# Consistency of the estimator of the variance of the error

Discussion in 'Education' started by Snoopy, Oct 8, 2018.

1. ### SnoopyGuest

In the classical linear regression model, the estimator of the variance of the regression error is $s^2 = \frac{e'e}{n-k} = \frac{u'Mu}{n-k}$ where u is the error vector, e is the residual vector, and M is the projection matrix of X. It can be shown that $\mathrm{plim} \: s^2 = \sigma^2$ because $\mathrm{plim} \: (\frac{u'u}{n}) = \sigma^2$. The last expression is part of the proof pf the consistency of the $s^2$. An econometrics textbook presents this derivation. But just after this, it says the following:

This last step requires a little attention. If $\mathrm{E} = 0$ and $\mathrm{Var} = \sigma^2I_n$ as we always assume, then $\mathrm{E}[\frac{u'u}{n}] = \sigma^2$. This is not sufficient to prove that $\mathrm{plim} \: (\frac{u'u}{n}) = \sigma^2$. We need an additional assumption, for example that the errors are normal. Under normality we have $\frac{u'u}{\sigma^2} \sim \chi^2(n)$, so that $\mathrm{Var[u'u] = 2n\sigma^4}$ and hence $\mathrm{Var}[\frac{u'u}{n}] = \frac{2\sigma^4}{n} \rightarrow 0$.

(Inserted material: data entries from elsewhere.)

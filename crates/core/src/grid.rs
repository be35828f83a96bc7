//! Grid module - settled cells and line clearing
//!
//! The grid is 10x20, each cell empty or holding the variant that settled there.
//! Uses a flat array for cache locality and zero allocation.
//! Coordinates: (x, y) where x ranges 0..9 (left to right), y ranges 0..19 (top to bottom)

use arrayvec::ArrayVec;

use crate::types::{cell_to_u8, Cell, Point, Variant, BOARD_HEIGHT, BOARD_WIDTH};

/// Total number of cells on the grid
const GRID_SIZE: usize = (BOARD_WIDTH as usize) * (BOARD_HEIGHT as usize);

const WIDTH: usize = BOARD_WIDTH as usize;
const HEIGHT: usize = BOARD_HEIGHT as usize;

/// Row indices removed by one [`Grid::clear_full_rows`] call, bottom to top.
pub type ClearedRows = ArrayVec<usize, { BOARD_HEIGHT as usize }>;

/// Result of writing a landed piece into the grid.
#[derive(Debug, Clone, Copy, PartialEq, Eq)]
pub enum CommitOutcome {
    /// Every cell landed inside the grid.
    Settled,
    /// At least one cell was above row 0 and was dropped.
    Overflow,
}

/// The settled-cell grid - 10 columns x 20 rows using flat array storage
#[derive(Debug, Clone, PartialEq)]
pub struct Grid {
    /// Row-major cells (y * WIDTH + x)
    cells: [Cell; GRID_SIZE],
}

impl Grid {
    /// Create a new empty grid
    pub fn new() -> Self {
        Self {
            cells: [None; GRID_SIZE],
        }
    }

    #[inline(always)]
    fn index(x: i8, y: i8) -> Option<usize> {
        if x < 0 || x >= BOARD_WIDTH as i8 || y < 0 || y >= BOARD_HEIGHT as i8 {
            return None;
        }
        Some((y as usize) * WIDTH + (x as usize))
    }

    pub fn width(&self) -> u8 {
        BOARD_WIDTH
    }

    pub fn height(&self) -> u8 {
        BOARD_HEIGHT
    }

    /// Cell at `(row, col)`.
    ///
    /// Callers must stay in bounds; the collision check never asks outside the grid.
    pub fn occupancy(&self, row: usize, col: usize) -> Cell {
        assert!(col < WIDTH, "column {col} out of bounds");
        self.cells[row * WIDTH + col]
    }

    /// Get cell at position (x, y)
    /// Returns None if out of bounds
    pub fn get(&self, x: i8, y: i8) -> Option<Cell> {
        Self::index(x, y).map(|idx| self.cells[idx])
    }

    /// Set cell at position (x, y)
    /// Returns false if out of bounds
    pub fn set(&mut self, x: i8, y: i8, cell: Cell) -> bool {
        match Self::index(x, y) {
            Some(idx) => {
                self.cells[idx] = cell;
                true
            }
            None => false,
        }
    }

    /// In bounds and empty.
    pub fn is_free(&self, point: Point) -> bool {
        matches!(self.get(point.x, point.y), Some(None))
    }

    pub fn is_occupied(&self, x: i8, y: i8) -> bool {
        matches!(self.get(x, y), Some(Some(_)))
    }

    /// Check if a row is completely filled
    pub fn is_row_full(&self, y: usize) -> bool {
        if y >= HEIGHT {
            return false;
        }
        self.row(y).iter().all(|cell| cell.is_some())
    }

    fn row(&self, y: usize) -> &[Cell] {
        let start = y * WIDTH;
        &self.cells[start..start + WIDTH]
    }

    /// Write a landed piece's cells.
    ///
    /// Every on-grid point must be empty. Points above row 0 are dropped and
    /// reported as [`CommitOutcome::Overflow`].
    pub fn commit(&mut self, points: &[Point; 4], variant: Variant) -> CommitOutcome {
        let mut outcome = CommitOutcome::Settled;
        for p in points {
            if p.y < 0 {
                outcome = CommitOutcome::Overflow;
                continue;
            }
            debug_assert!(self.is_free(*p), "commit onto occupied cell {p:?}");
            self.set(p.x, p.y, Some(variant));
        }
        outcome
    }

    /// Remove every full row and compact the rest downwards.
    ///
    /// Two-pointer pass from the bottom: non-full rows are copied to the write
    /// cursor, full rows are skipped. Rows left above the cursor are emptied.
    pub fn clear_full_rows(&mut self) -> ClearedRows {
        let mut cleared = ClearedRows::new();
        let mut write_y = HEIGHT;

        for read_y in (0..HEIGHT).rev() {
            if self.is_row_full(read_y) {
                cleared.push(read_y);
                continue;
            }
            write_y -= 1;
            if write_y != read_y {
                let src = read_y * WIDTH;
                self.cells.copy_within(src..src + WIDTH, write_y * WIDTH);
            }
        }

        // Row 0 is scanned like any other; a full top row is cleared and scored.
        self.cells[..write_y * WIDTH].fill(None);
        cleared
    }

    /// Rows from top to bottom.
    pub fn rows(&self) -> impl Iterator<Item = &[Cell]> {
        self.cells.chunks_exact(WIDTH)
    }

    /// Numeric copy of the grid (0 = empty, 1..=7 = variant).
    pub fn write_u8_grid(&self, out: &mut [[u8; WIDTH]; HEIGHT]) {
        for (dst, src) in out.iter_mut().zip(self.rows()) {
            for (d, s) in dst.iter_mut().zip(src) {
                *d = cell_to_u8(*s);
            }
        }
    }

    /// Fill a whole row, for setting up tests and benchmarks.
    pub fn fill_row(&mut self, y: usize, variant: Variant) {
        if y < HEIGHT {
            let start = y * WIDTH;
            self.cells[start..start + WIDTH].fill(Some(variant));
        }
    }
}

impl Default for Grid {
    fn default() -> Self {
        Self::new()
    }
}
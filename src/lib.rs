//! tetris-mini (workspace facade crate).
//!
//! Re-exports the member crates as `tetris_mini::{core, input, term, types}` so the
//! binary, integration tests and benchmarks share one import path.

pub use tetris_mini_core as core;
pub use tetris_mini_input as input;
pub use tetris_mini_term as term;
pub use tetris_mini_types as types;
//! Piece module - the active tetromino and its shape table
//!
//! A piece is four absolute grid points. Every move builds a candidate point
//! set, validates it against the grid and either replaces the current points
//! or is dropped, so a rejected move never changes the piece.

use crate::grid::Grid;
use crate::types::{Point, Variant, BOARD_HEIGHT, BOARD_WIDTH};

/// Four points of a piece, in shape-table order.
pub type PiecePoints = [Point; 4];

/// Shape table, one row per variant in [`Variant::ALL`] order.
///
/// Each entry `v` is a cell of a 2-wide, 4-tall box: `x = v % 2`, `y = v / 2`.
///
/// ```text
/// 0 1
/// 2 3
/// 4 5
/// 6 7
/// ```
pub const SHAPES: [[u8; 4]; 7] = [
    [1, 3, 5, 7], // I
    [2, 4, 5, 7], // Z
    [3, 5, 4, 6], // S
    [3, 5, 4, 7], // T
    [2, 3, 5, 7], // L
    [3, 5, 7, 6], // J
    [2, 3, 4, 5], // O
];

/// Index of the rotation pivot within the point list.
pub const PIVOT: usize = 1;

/// Decode a variant's table row into spawn points.
pub fn spawn_points(variant: Variant) -> PiecePoints {
    let row = SHAPES[variant.table_row()];
    row.map(|v| Point::new((v % 2) as i8, (v / 2) as i8))
}

/// Placement check for a candidate point set.
///
/// x is bounded on both sides, y only from below the grid: points above row 0
/// are allowed and skip the occupancy check.
pub fn is_valid(points: &PiecePoints, grid: &Grid) -> bool {
    points.iter().all(|p| {
        if p.x < 0 || p.x >= BOARD_WIDTH as i8 || p.y >= BOARD_HEIGHT as i8 {
            return false;
        }
        p.y < 0 || grid.occupancy(p.y as usize, p.x as usize).is_none()
    })
}

/// Points rotated 90° about `points[PIVOT]`.
pub fn rotated(points: &PiecePoints) -> PiecePoints {
    let pivot = points[PIVOT];
    points.map(|p| {
        let rel_x = p.y - pivot.y;
        let rel_y = p.x - pivot.x;
        Point::new(pivot.x - rel_x, pivot.y + rel_y)
    })
}

/// Active falling piece
#[derive(Debug, Clone, Copy, PartialEq, Eq, Hash)]
pub struct Piece {
    variant: Variant,
    points: PiecePoints,
}

impl Piece {
    /// Create a piece at the shape table's origin.
    pub fn spawn(variant: Variant) -> Self {
        let points = spawn_points(variant);
        debug_assert!(
            points
                .iter()
                .all(|p| p.x >= 0 && p.x < BOARD_WIDTH as i8 && p.y >= 0 && p.y < BOARD_HEIGHT as i8),
            "shape table entry for {variant:?} decodes outside the grid"
        );
        Self { variant, points }
    }

    pub fn variant(&self) -> Variant {
        self.variant
    }

    pub fn points(&self) -> &PiecePoints {
        &self.points
    }

    /// Whether the current points fit the grid.
    pub fn fits(&self, grid: &Grid) -> bool {
        is_valid(&self.points, grid)
    }

    fn try_replace(&mut self, candidate: PiecePoints, grid: &Grid) -> bool {
        if is_valid(&candidate, grid) {
            self.points = candidate;
            true
        } else {
            false
        }
    }

    /// Shift horizontally; no-op if blocked.
    pub fn try_move(&mut self, dx: i8, grid: &Grid) -> bool {
        self.try_replace(self.points.map(|p| p.offset(dx, 0)), grid)
    }

    /// Rotate about the pivot cell; no-op if blocked.
    pub fn try_rotate(&mut self, grid: &Grid) -> bool {
        self.try_replace(rotated(&self.points), grid)
    }

    /// Move one row down. Returns false when the piece has landed.
    pub fn try_fall(&mut self, grid: &Grid) -> bool {
        self.try_replace(self.points.map(|p| p.offset(0, 1)), grid)
    }
}
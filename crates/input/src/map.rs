//! Key mapping from terminal events to game actions.

use crate::types::GameAction;
use crossterm::event::{KeyCode, KeyEvent, KeyModifiers};

/// Map keyboard input to game actions.
pub fn handle_key_event(key: KeyEvent) -> Option<GameAction> {
    match key.code {
        // Movement
        KeyCode::Left | KeyCode::Char('h') | KeyCode::Char('H') | KeyCode::Char('a') | KeyCode::Char('A') => {
            Some(GameAction::MoveLeft)
        }
        KeyCode::Right | KeyCode::Char('l') | KeyCode::Char('L') | KeyCode::Char('d') | KeyCode::Char('D') => {
            Some(GameAction::MoveRight)
        }
        KeyCode::Down | KeyCode::Char('j') | KeyCode::Char('J') | KeyCode::Char('s') | KeyCode::Char('S') => {
            Some(GameAction::SoftDrop)
        }

        // Rotation
        KeyCode::Up
        | KeyCode::Char('k')
        | KeyCode::Char('K')
        | KeyCode::Char('w')
        | KeyCode::Char('W') => Some(GameAction::Rotate),

        KeyCode::Char('p') | KeyCode::Char('P') => Some(GameAction::Pause),
        KeyCode::Char('r') | KeyCode::Char('R') => Some(GameAction::Restart),

        _ => None,
    }
}

/// Check if key should quit the game.
pub fn should_quit(key: KeyEvent) -> bool {
    matches!(key.code, KeyCode::Char('q') | KeyCode::Char('Q') | KeyCode::Esc)
        || (key.code == KeyCode::Char('c') && key.modifiers.contains(KeyModifiers::CONTROL))
}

Why is showing $\mathrm{plim} \: (\frac{u'u}{n}) = \mathrm{plim} \: \frac{1}{n}\sum_{i = 1}^{n} u_i^2 = \sigma^2$ not sufficient? When showing the consistency of a statistic, is not the probability limit argument enough? Do I also need to show that the variance collapses to $\mathrm{E}[\frac{u'u}{n}]$? I thought that either the probability limit or the variance argument is enough to prove consistency. But the excerpt seems to suggest otherwise. What is the point of this excerpt?